President Trump’s announcement that the US will withdraw from the Iran nuclear deal and reimpose the sanctions lifted in January 2016 has been criticised by the international community. Within the Middle East, however, Saudi Arabia, Egypt, the UAE and Bahrain have nodded their approval – seeing it, as Trump does, as a way to punish Iran for its ballistic missile programme.
The news has also kept the price of oil hovering at about $77 a barrel. That is 50 per cent above where it was 12 months earlier.
In the US, these higher oil prices are stimulating oil output, which the US Energy Information Administration says could hit 12 million barrels a day by the end of next year.
Attention is now focused on Iran’s response, but there is no more immediate consequence than the impact of Trump’s decision on world oil. History shows sanctions rarely work quickly and sometimes not at all. Iran will be hurt, but may not change course. But elevated oil prices almost always have an impact on world oil production capacity.
There is nevertheless growing private sector reluctance to invest in fixed oil and gas assets, and this trend might not be changed by the latest price bounce. Hydrocarbons are essential, but increasingly unpopular due to concerns about climate change and environmental pollution.

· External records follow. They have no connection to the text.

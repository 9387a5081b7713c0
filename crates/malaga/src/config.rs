//! Run configuration.
//!
//! A [`RunConfig`] gathers the settings of every stage. All sections are
//! optional in TOML and fall back to their defaults:
//!
//! ```toml
//! [alphas.momentum]
//! window = 60
//!
//! [combine]
//! method = "ridge"
//!
//! [combine.ridge]
//! alpha = 1.0
//!
//! [weights]
//! threshold = 0.2
//!
//! [simulation]
//! mode = "discrete"
//! ```

use malaga_combine::CombineConfig;
use malaga_eval::{MetricsConfig, SimulationConfig, WeightConfig};
use malaga_signals::AlphaConfig;
use malaga_traits::{MalagaError, Result};
use serde::{Deserialize, Serialize};
use std::path::Path;

/// Settings of one backtest run.
#[derive(Debug, Clone, Default, PartialEq, Serialize, Deserialize)]
#[serde(default)]
pub struct RunConfig {
    /// Alpha scorer windows.
    pub alphas: AlphaConfig,
    /// Signal combination.
    pub combine: CombineConfig,
    /// Weight construction.
    pub weights: WeightConfig,
    /// Portfolio simulation.
    pub simulation: SimulationConfig,
    /// Performance metrics.
    pub metrics: MetricsConfig,
}

impl RunConfig {
    /// Parses a TOML document and validates it.
    ///
    /// # Errors
    ///
    /// Returns [`MalagaError::InvalidConfig`] for malformed TOML or invalid
    /// settings.
    pub fn from_toml_str(contents: &str) -> Result<Self> {
        let config: Self = toml::from_str(contents)
            .map_err(|e| MalagaError::InvalidConfig(format!("parse config TOML: {e}")))?;
        config.validate()?;
        Ok(config)
    }

    /// Loads and validates a TOML file.
    pub fn load(path: &Path) -> Result<Self> {
        let contents = std::fs::read_to_string(path)?;
        Self::from_toml_str(&contents)
    }

    /// Serialises the configuration as TOML.
    pub fn to_toml_string(&self) -> Result<String> {
        toml::to_string_pretty(self)
            .map_err(|e| MalagaError::InvalidConfig(format!("serialize config: {e}")))
    }

    /// Checks every section.
    pub fn validate(&self) -> Result<()> {
        self.alphas.validate()?;
        self.combine.validate()?;
        self.weights.validate()?;
        self.simulation.validate()?;
        self.metrics.validate()
    }
}
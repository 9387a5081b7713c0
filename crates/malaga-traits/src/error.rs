//! Error types for the malaga engine.
//!
//! Only configuration and input-shape problems surface as errors. Numerical
//! trouble inside a scorer or the combiner degrades locally instead, see
//! [`crate::Fitted`].

use thiserror::Error;

/// The main error type for malaga operations.
#[derive(Debug, Error)]
pub enum MalagaError {
    /// A configuration value is out of range. Raised before any computation starts.
    #[error("Invalid configuration: {0}")]
    InvalidConfig(String),

    /// Error due to invalid or malformed data.
    #[error("Invalid data: {0}")]
    InvalidData(String),

    /// Error when a required column is missing from the data.
    #[error("Missing required column: {0}")]
    MissingColumn(String),

    /// Error when data is insufficient for the requested operation.
    #[error("Insufficient data: {0}")]
    InsufficientData(String),

    /// Two panels that must share an index do not.
    #[error("Shape mismatch: {0}")]
    ShapeMismatch(String),

    /// Error from Polars operations.
    #[error("Polars error: {0}")]
    Polars(#[from] polars::error::PolarsError),

    /// Error from filesystem operations.
    #[error("I/O error: {0}")]
    Io(#[from] std::io::Error),

    /// Generic error for other cases.
    #[error("Error: {0}")]
    Other(String),
}

impl From<String> for MalagaError {
    fn from(s: String) -> Self {
        Self::Other(s)
    }
}

impl From<&str> for MalagaError {
    fn from(s: &str) -> Self {
        Self::Other(s.to_string())
    }
}

/// A specialized Result type for malaga operations.
pub type Result<T> = std::result::Result<T, MalagaError>;
//! Signal combination for the malaga backtest engine.
//!
//! This crate turns the five alpha score panels into one combined score
//! panel. A [`Combiner`] learns one weight per alpha, producing a
//! [`LambdaModel`]; the model then forms the weighted sum, centres it on the
//! cross-sectional median and scales it into `[-1, 1]`.
//!
//! # Examples
//!
//! ```rust,no_run
//! use malaga_combine::{Combiner, RidgeCombiner};
//! # fn demo(alphas: &malaga_traits::AlphaSet, prices: &malaga_traits::PricePanel) -> malaga_traits::Result<()> {
//! let fitted = RidgeCombiner::default().fit(alphas, prices)?;
//! if let Some(reason) = fitted.reason() {
//!     eprintln!("falling back to equal weights: {reason}");
//! }
//! let combined = fitted.value().predict(alphas)?;
//! # Ok(())
//! # }
//! ```

mod combiner;
mod config;
mod equal_weight;
mod model;
mod ridge;

// Re-export main types
pub use combiner::Combiner;
pub use config::{CombineConfig, CombineMethod};
pub use equal_weight::EqualWeightCombiner;
pub use model::{LambdaModel, SCALE_QUANTILE};
pub use ridge::{RidgeCombiner, RidgeConfig};
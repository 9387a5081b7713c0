#![cfg_attr(docsrs, feature(doc_cfg, doc_auto_cfg))]
#![warn(missing_docs)]
#![forbid(unsafe_code)]

//! # malaga
//!
//! Multi-alpha long/short equity backtest engine.
//!
//! malaga is an umbrella crate: it re-exports the sub-crates and adds the
//! run configuration, the single-universe pipeline, the batch runner and the
//! tabular reports.
//!
//! ## Quick Start
//!
//! ```no_run
//! use malaga::{PricePanel, RunConfig, Result, run_backtest};
//! use malaga::report::{summary_frame, write_run_reports};
//!
//! # fn main() -> Result<()> {
//! # let prices: PricePanel = unimplemented!();
//! let config = RunConfig::default();
//! let run = run_backtest("tech", &prices, &config)?;
//! println!("sharpe {:.2}", run.metrics.sharpe);
//! write_run_reports(&run, std::path::Path::new("out"))?;
//! # Ok(())
//! # }
//! ```
//!
//! ## Crate Organization
//!
//! - [`traits`] - panels, errors, the degraded-result tag, numeric helpers
//! - [`signals`] - the five alpha scorers
//! - [`combine`] - ridge and equal-weight signal combination
//! - [`eval`] - weights, simulators, ledger and metrics
//!
//! ## Architecture
//!
//! 1. **Alphas** score every (date, symbol) cell in `[-1, 1]`
//! 2. **The combiner** learns one weight per alpha and blends the scores
//! 3. **The weight builder** caps gross exposure and thresholds positions
//! 4. **The simulator** applies holdings with a one-period lag
//! 5. **The evaluator** summarises the return series

/// Version information for the malaga crate.
pub const VERSION: &str = env!("CARGO_PKG_VERSION");

pub mod batch;
pub mod config;
pub mod pipeline;
pub mod report;

/// Shared types: panels, errors and numeric helpers.
pub mod traits {
    pub use malaga_traits::*;
}

/// Alpha scorers and the alpha registry.
pub mod signals {
    pub use malaga_signals::*;
}

/// Signal combination.
pub mod combine {
    pub use malaga_combine::*;
}

/// Portfolio construction, simulation and evaluation.
pub mod eval {
    pub use malaga_eval::*;
}

pub use batch::{BatchOutcome, run_batch};
pub use config::RunConfig;
pub use pipeline::{BacktestRun, run_backtest};

// Re-export common types
pub use malaga_combine::{Combiner, LambdaModel};
pub use malaga_eval::{MetricsSummary, PerformanceMetrics, SimulationMode};
pub use malaga_traits::{
    AlphaKind, AlphaSet, Date, Degradation, Fitted, MalagaError, MarketData, Panel, PricePanel,
    Result, Symbol,
};

/// Prelude module for convenient imports.
pub mod prelude {
    pub use crate::{
        AlphaKind, BacktestRun, MalagaError, PricePanel, Result, RunConfig, run_backtest,
        run_batch,
    };
}
//! Core trait definition for signal combiners.

use crate::model::LambdaModel;
use malaga_traits::{AlphaSet, Fitted, PricePanel, Result};

/// Learns per-alpha weights from a full alpha set and its price panel.
///
/// A combiner produces a [`LambdaModel`]; the model turns any alpha set on
/// the same universe into a combined score panel. Fits that cannot run on
/// the data return a degraded model instead of an error.
///
/// # Examples
///
/// ```rust,no_run
/// use malaga_combine::{Combiner, LambdaModel};
/// use malaga_traits::{AlphaSet, Fitted, PricePanel, Result};
///
/// struct MomentumOnly;
///
/// impl Combiner for MomentumOnly {
///     fn fit(&self, _alphas: &AlphaSet, _prices: &PricePanel) -> Result<Fitted<LambdaModel>> {
///         Ok(Fitted::Estimated(LambdaModel::new([0.0, 1.0, 0.0, 0.0, 0.0])))
///     }
///
///     fn name(&self) -> &str {
///         "momentum_only"
///     }
/// }
/// ```
pub trait Combiner: Send + Sync {
    /// Fit alpha weights.
    ///
    /// # Errors
    ///
    /// Returns an error if the alpha set and the prices are not on the same
    /// index.
    fn fit(&self, alphas: &AlphaSet, prices: &PricePanel) -> Result<Fitted<LambdaModel>>;

    /// Name of this combination strategy.
    fn name(&self) -> &str;
}
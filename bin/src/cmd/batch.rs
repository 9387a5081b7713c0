//! Batch backtest command implementation.

use super::{OutputFormat, RunOptions, print_banner};
use crate::data;
use anyhow::{Context, Result, bail};
use log::{error, info};
use malaga::eval::{MetricsSummary, RunStatus};
use malaga::report::{summary_frame, write_csv, write_run_reports};
use malaga::run_batch;
use std::path::Path;

/// Backtest every price CSV in `dir`, one universe per file.
///
/// An invalid configuration stops the command before any file is read. A
/// file that fails to load or run is reported as a failed row; the command
/// only fails when no universe completes.
pub(crate) fn run_directory(dir: &Path, options: &RunOptions) -> Result<()> {
    let config = options.build_config()?;
    let files = data::price_files(dir)?;
    if files.is_empty() {
        bail!("no price CSVs found in {}", dir.display());
    }

    let mut universes = Vec::with_capacity(files.len());
    let mut load_failures = Vec::new();
    for path in &files {
        let name = data::universe_name(path);
        match data::load_prices(path) {
            Ok(prices) => universes.push((name, prices)),
            Err(e) => {
                error!("{name}: {e:#}");
                load_failures.push((name, format!("{e:#}")));
            }
        }
    }

    let mut outcome = run_batch(&universes, &config)?;
    for (name, message) in load_failures {
        outcome.push_failure(name, message);
    }

    if let Some(out) = &options.output {
        for run in &outcome.runs {
            write_run_reports(run, out)
                .with_context(|| format!("writing reports for {}", run.universe))?;
        }
        let mut df = summary_frame(&outcome.summary())?;
        let path = out.join("summary.csv");
        write_csv(&mut df, &path)?;
        info!("wrote {} universes to {}", outcome.runs.len(), out.display());
    }

    let summary = outcome.summary();
    match options.format {
        OutputFormat::Json => println!("{}", serde_json::to_string_pretty(summary.rows())?),
        OutputFormat::Text => print_summary(&summary),
    }

    if outcome.all_failed() {
        bail!("all {} universes failed", summary.len());
    }
    Ok(())
}

fn print_summary(summary: &MetricsSummary) {
    print_banner("Batch Summary");

    println!(
        "{:<16} {:>10} {:>10} {:>8} {:>8} {:>10} {:>8}",
        "Universe", "Return", "Ann.Vol", "Sharpe", "Sortino", "MaxDD", "Trades"
    );
    println!("{}", "-".repeat(76));
    for row in summary.rows() {
        match (&row.metrics, row.status) {
            (Some(m), RunStatus::Succeeded) => println!(
                "{:<16} {:>9.2}% {:>9.2}% {:>8.2} {:>8.2} {:>9.2}% {:>8}",
                row.universe,
                m.annual_return * 100.0,
                m.annual_volatility * 100.0,
                m.sharpe,
                m.sortino,
                m.max_drawdown * 100.0,
                m.n_trades
            ),
            _ => println!(
                "{:<16} FAILED: {}",
                row.universe,
                row.error.as_deref().unwrap_or("unknown error")
            ),
        }
    }
    println!();

    if let Some(best) = summary.best() {
        println!("Best Sharpe: {}", best.universe);
    }
    println!(
        "Completed:   {} of {}",
        summary.succeeded().count(),
        summary.len()
    );
    println!();
}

BP’s 2010 Gulf of Mexico oil spill cost the company about $60bn. It also demonstrated the scale of operational risks surrounding oil and gas production. And then there is oil industry political risk, which Trump’s actions against Iran have underlined.
You can make money from oil almost everywhere when it is more than $70 a barrel. But it is just two years since it slumped to under $30 a barrel – a level at which practically no one could turn a profit. Since 2000, the oil market has seen three price spikes and two slumps. Price fluctuations have never been greater, and you would have to be irrationally optimistic to believe the oil rollercoaster has stopped.
Opec estimates that more than $10 trillion will have to be invested to ensure production increases to meet projected world oil demand by 2040. It is unlikely the private sector, shaken by exceptional price volatility for almost two decades, will deliver more than a fraction of that figure. Government-owned and controlled companies will therefore have to do much of the heavy lifting when it comes to building the long-term oil and gas assets the world needs.
The policies of who may be America’s most business-minded president since Herbert Hoover are having perverse consequences by making it more difficult for business to do as much as it could, and encouraging greater state dominance in one of the world’s most important industries.